1,5 x 1 x 0,9 meters
about 5 x 3.3 x 3 feet (L D H)


----------



## isdrake (Jan 12, 2010)

It's starting to look like a terrarium now.  Moisture barrier, glass, air gaps, lamps. Also managed to get it on top of the large enclosure. It was hard I can tell you. :drool


----------



## lazyjr52 (Jan 13, 2010)

Looks great! Make sure you post pics of the finsihed product


----------



## amon60628 (Jan 13, 2010)

Wow you guys are doing an excellent job.U think ur boyfriend can give me any tips on how to build a proper terrarium?/ :-D


----------



## txrepgirl (Jan 13, 2010)

Wow. You all are doing a great job with that enclosure  . What is that white material you are using inside the enclosure or is it just white paint ?


----------



## isdrake (Jan 13, 2010)

Thanks for the comments.  I will post more photos along the way, and off course then it's finished. 



amon60628 said:


> Wow you guys are doing an excellent job.U think ur boyfriend can give me any tips on how to build a proper terrarium?/ :-D



Haha, I'm afraid not. We are just a bunch of noobs, this is our first enclosures that we are building ourselves. 



txrepgirl said:


> Wow. You all are doing a great job with that enclosure  . What is that white material you are using inside the enclosure or is it just white paint ?



I dunno what's it called in English. But it's an special paint that works as a moisture barrier. It's used in bathrooms.

I know it's probably unnecessary for a bearded dragon. But I wanted to be on the safe side, and besides, it makes the cleaning easier.

I'm a little concerned how we will make a good moisture barrier for the Tegus though. Since they burrow a lot and has big claws. The problem is that whole enclosure must able to break apart.


----------



## laurarfl (Jan 14, 2010)

I wonder if it would be like Kiltz paint here in America?
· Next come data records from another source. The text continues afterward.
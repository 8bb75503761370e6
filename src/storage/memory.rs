use std::collections::BTreeMap;

use async_trait::async_trait;
use dashmap::DashMap;
use parking_lot::{Mutex, RwLock};
use serde_json::Value;

use super::traits::{OutboxStore, ReplicaStore, StorageError};
use crate::outbox::{MutationKind, OutboxEntry};
use crate::replica::CachedLeadRecord;

/// Process-local replica + outbox.
///
/// Snapshot replacement holds the meta lock for the whole swap so readers
/// of `last_sync_at` never see a timestamp ahead of the rows.
pub struct InMemoryStore {
    leads: DashMap<String, CachedLeadRecord>,
    last_sync_at: RwLock<Option<i64>>,
    outbox: Mutex<OutboxTable>,
}

#[derive(Default)]
struct OutboxTable {
    next_id: i64,
    entries: BTreeMap<i64, OutboxEntry>,
}

impl InMemoryStore {
    #[must_use]
    pub fn new() -> Self {
        Self {
            leads: DashMap::new(),
            last_sync_at: RwLock::new(None),
            outbox: Mutex::new(OutboxTable::default()),
        }
    }

    /// Cached lead count
    #[must_use]
    pub fn len(&self) -> usize {
        self.leads.len()
    }

    #[must_use]
    pub fn is_empty(&self) -> bool {
        self.leads.is_empty()
    }
}

impl Default for InMemoryStore {
    fn default() -> Self {
        Self::new()
    }
}

#[async_trait]
impl ReplicaStore for InMemoryStore {
    async fn save_snapshot(
        &self,
        records: &[CachedLeadRecord],
        synced_at: i64,
    ) -> Result<(), StorageError> {
        let mut meta = self.last_sync_at.write();
        self.leads.clear();
        for record in records {
            self.leads.insert(record.id.clone(), record.clone());
        }
        *meta = Some(synced_at);
        Ok(())
    }

    async fn all_cached(&self) -> Result<Vec<CachedLeadRecord>, StorageError> {
        let mut records: Vec<CachedLeadRecord> =
            self.leads.iter().map(|r| r.value().clone()).collect();
        records.sort_by(|a, b| a.id.cmp(&b.id));
        Ok(records)
    }

    async fn cached_by_id(&self, id: &str) -> Result<Option<CachedLeadRecord>, StorageError> {
        Ok(self.leads.get(id).map(|r| r.value().clone()))
    }

    async fn last_sync_at(&self) -> Result<Option<i64>, StorageError> {
        Ok(*self.last_sync_at.read())
    }

    async fn upsert_cached(&self, record: &CachedLeadRecord) -> Result<(), StorageError> {
        self.leads.insert(record.id.clone(), record.clone());
        Ok(())
    }

    async fn remove_cached(&self, id: &str) -> Result<(), StorageError> {
        self.leads.remove(id);
        Ok(())
    }
}

#[async_trait]
impl OutboxStore for InMemoryStore {
    async fn append(
        &self,
        kind: MutationKind,
        lead_id: &str,
        payload: Option<&Value>,
        created_at: i64,
    ) -> Result<i64, StorageError> {
        let mut table = self.outbox.lock();
        table.next_id += 1;
        let id = table.next_id;
        table.entries.insert(
            id,
            OutboxEntry {
                id,
                kind,
                lead_id: lead_id.to_string(),
                payload: payload.cloned(),
                created_at,
                attempts: 0,
                last_error: None,
            },
        );
        Ok(id)
    }

    async fn list_pending(&self) -> Result<Vec<OutboxEntry>, StorageError> {
        let mut entries: Vec<OutboxEntry> = self.outbox.lock().entries.values().cloned().collect();
        entries.sort_by_key(|e| e.id);
        Ok(entries)
    }

    async fn mark_attempt(&self, entry_id: i64, error: &str) -> Result<(), StorageError> {
        let mut table = self.outbox.lock();
        let entry = table.entries.get_mut(&entry_id).ok_or(StorageError::NotFound)?;
        entry.attempts = entry.attempts.saturating_add(1);
        entry.last_error = Some(error.to_string());
        Ok(())
    }

    async fn remove(&self, entry_id: i64) -> Result<(), StorageError> {
        self.outbox.lock().entries.remove(&entry_id);
        Ok(())
    }

    async fn count(&self) -> Result<u64, StorageError> {
        Ok(self.outbox.lock().entries.len() as u64)
    }

    async fn clear(&self) -> Result<u64, StorageError> {
        let mut table = self.outbox.lock();
        let removed = table.entries.len() as u64;
        table.entries.clear();
        Ok(removed)
    }
}
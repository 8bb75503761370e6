//! Configuration for the leads sync engine.
//!
//! # Example
//!
//! ```
//! use leads_sync::SyncConfig;
//!
//! // Minimal config (uses defaults)
//! let config = SyncConfig::default();
//! assert_eq!(config.request_timeout_ms, 15_000);
//!
//! // From TOML, unspecified fields fall back to defaults
//! let config = SyncConfig::from_toml_str(r#"
//!     api_base_url = "https://crm.example.com/api"
//!     store_url = "sqlite://leads.db?mode=rwc"
//! "#).unwrap();
//! assert!(config.refresh_after_drain);
//! ```

use std::path::Path;
use std::time::Duration;

use serde::Deserialize;
use thiserror::Error;

#[derive(Error, Debug)]
pub enum ConfigError {
    #[error("Failed to read config file: {0}")]
    Io(#[from] std::io::Error),
    #[error("Invalid config: {0}")]
    Parse(#[from] toml::de::Error),
    #[error("Invalid config value for '{field}': {reason}")]
    Invalid { field: &'static str, reason: String },
}

/// Configuration for the sync engine.
#[derive(Debug, Clone, Deserialize)]
pub struct SyncConfig {
    /// Base URL of the leads REST API (e.g., "https://crm.example.com/api")
    #[serde(default = "default_api_base_url")]
    pub api_base_url: String,

    /// Local store connection string (e.g., "sqlite://leads_sync.db?mode=rwc")
    #[serde(default = "default_store_url")]
    pub store_url: String,

    /// Per-request timeout for remote calls
    #[serde(default = "default_request_timeout_ms")]
    pub request_timeout_ms: u64,

    /// Connectivity assumed at startup, before the host reports anything
    #[serde(default = "default_true")]
    pub start_online: bool,

    /// Reload from the server after a drain that replayed something
    #[serde(default = "default_true")]
    pub refresh_after_drain: bool,
}

fn default_api_base_url() -> String { "http://localhost:8000/api".to_string() }
fn default_store_url() -> String { "sqlite://leads_sync.db?mode=rwc".to_string() }
fn default_request_timeout_ms() -> u64 { 15_000 }
fn default_true() -> bool { true }

impl Default for SyncConfig {
    fn default() -> Self {
        Self {
            api_base_url: default_api_base_url(),
            store_url: default_store_url(),
            request_timeout_ms: default_request_timeout_ms(),
            start_online: true,
            refresh_after_drain: true,
        }
    }
}

impl SyncConfig {
    pub fn from_toml_str(raw: &str) -> Result<Self, ConfigError> {
        let config: Self = toml::from_str(raw)?;
        config.validate()?;
        Ok(config)
    }

    pub fn from_file(path: impl AsRef<Path>) -> Result<Self, ConfigError> {
        Self::from_toml_str(&std::fs::read_to_string(path)?)
    }

    pub fn validate(&self) -> Result<(), ConfigError> {
        if self.api_base_url.trim().is_empty() {
            return Err(ConfigError::Invalid {
                field: "api_base_url",
                reason: "must not be empty".into(),
            });
        }
        if self.store_url.trim().is_empty() {
            return Err(ConfigError::Invalid {
                field: "store_url",
                reason: "must not be empty".into(),
            });
        }
        if self.request_timeout_ms == 0 {
            return Err(ConfigError::Invalid {
                field: "request_timeout_ms",
                reason: "must be greater than zero".into(),
            });
        }
        Ok(())
    }

    #[must_use]
    pub fn request_timeout(&self) -> Duration {
        Duration::from_millis(self.request_timeout_ms)
    }
}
It is a beautiful enclosure!


----------



## Pikey (Jan 22, 2010)

to make a water proof bottom for big lizards(w/ big claws) is to do that paint you're using then tile the floor & up the sides a foot or 2


----------



## TanMan57 (Jan 22, 2010)

Or you could just use shower board and caulking


----------



## isdrake (Jan 31, 2010)

Today I tried to make a fake rock. The goal is to make some sort of good looking background. But I'm starting small so that I will get used to the materials.

I'm pretty pleased with the result considering it's my first attempt.  It's made of polyurethane resin, sand and paint.


----------



## isdrake (Feb 3, 2010)

And another one.


----------



## TEGUASAUROUS (Feb 3, 2010)

Pretty awesome rock I must say. Rocks are very hard to copy because they are so unique and individual, but it looks like a rock to me! There is a material out there called Boulder Image that is real fun to work with and its as strong as real concrete only its very light weight. I will be posting pics tonight of some, I built almost my kids entire enclosure out of it.


----------



## isdrake (Feb 4, 2010)

TEGUASAUROUS said:


> Pretty awesome rock I must say. Rocks are very hard to copy because they are so unique and individual, but it looks like a rock to me! There is a material out there called Boulder Image that is real fun to work with and its as strong as real concrete only its very light weight. I will be posting pics tonight of some, I built almost my kids entire enclosure out of it.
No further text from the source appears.